XXV

La personnalité d’Edith m’avait, comme de juste, vivement impressionné depuis le jour où j’étais devenu, d’une si singulière façon, l’hôte de son père ; après ce qui s’était passé la veille, il était naturel que je fusse plus que jamais préoccupé d’elle. Ce qui la caractérisait, ce qui m’avait le plus frappé en elle dès l’origine, c’était une droiture sereine et une franchise ingénue, qui semblaient plutôt l’apanage d’un jeune homme de sentiments nobles et innocents que d’une jeune fille. J’étais curieux de savoir dans quelle mesure cette qualité lui était personnelle, et jusqu’à quel point elle pouvait résulter des changements qui s’étaient opérés dans la position sociale de la femme, depuis le dix-neuvième siècle. Je saisis le moment où je me trouvai seul avec le docteur Leete, pour diriger la conversation sur ce sujet.

– Je suppose, lui dis-je, que les femmes d’aujourd’hui, étant débarrassées du fardeau du ménage, n’ont d’autres occupations que la culture de leurs charmes et de leur grâce naturelle ?

– En ce qui nous concerne, nous autres hommes, reprit le docteur, nous trouverions (pour me servir d’une de vos expressions) qu’elles payeraient amplement leur place au soleil si elles se confinaient dans ce rôle ; mais, soyez sûr qu’elles ont beaucoup trop d’amour-propre pour consentir à être exclusivement les obligées de la société, fût-ce même en récompense de la parure qu’elles lui apportent. Assurément, elles saluèrent avec enthousiasme le système coopératif, qui les délivrait des soins du ménage, non seulement parce qu’ils étaient fatigants en eux-mêmes, mais encore parce qu’ils constituaient un véritable gaspillage d’énergie. Mais elles n’acceptèrent d’être relevées de ces sortes de travaux qu’à la condition de pouvoir contribuer, par d’autres moyens plus efficaces et plus agréables, à la prospérité commune. Nos femmes sont membres de l’armée industrielle au même titre que les hommes ; elles ne la quittent que lorsque leurs devoirs de maternité les réclament. Il en résulte que la plupart finissent par servir, à l’une ou l’autre époque de leur vie, pendant cinq, dix ou quinze années ; tandis que les femmes sans enfants accomplissent la durée complète du service.
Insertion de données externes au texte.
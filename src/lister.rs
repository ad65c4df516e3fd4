use crate::{
    entry::{compare_entries, Entry},
    filter::ExtensionFilter,
};
use std::{fs, path::Path};

/// Lists the immediate children of `dir` that pass `filter`, sorted, with a
/// `..` row in front when `dir` has a parent.
///
/// An unreadable directory yields only the `..` row (or nothing at the root).
pub fn list_directory(dir: &Path, filter: &ExtensionFilter) -> Vec<Entry> {
    let mut entries = Vec::new();
    match fs::read_dir(dir) {
        Ok(read_dir) => {
            for child in read_dir.flatten() {
                let path = child.path();
                let name = child.file_name().to_string_lossy().to_string();
                let is_dir = path.is_dir();
                if !filter.accepts(&name, is_dir) {
                    continue;
                }
                if is_dir {
                    entries.push(Entry::dir(name, path));
                } else {
                    let size = fs::metadata(&path).map(|meta| meta.len()).unwrap_or(0);
                    entries.push(Entry::file(name, path, size));
                }
            }
            entries.sort_by(compare_entries);
        }
        Err(err) => {
            tracing::warn!(dir = %dir.display(), error = %err, "directory unreadable, listing as empty");
        }
    }

    if let Some(parent) = dir.parent() {
        entries.insert(0, Entry::parent(parent.to_path_buf()));
    }
    entries
}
– Ainsi la femme ne quitte pas nécessairement le service industriel dès qu’elle se marie ?

– Pas plus que l’homme, répliqua le docteur. Et pourquoi donc le quitter ? Actuellement, les femmes mariées sont affranchies de la responsabilité des ménagères, et un mari n’est pas un enfant qui ait besoin d’une bonne.

Je repris :

– On regardait comme un des traits les plus regrettables de notre civilisation le travail excessif que nous exigions des femmes ; mais il me semble que vous tirez encore plus d’elles que nous ne faisions.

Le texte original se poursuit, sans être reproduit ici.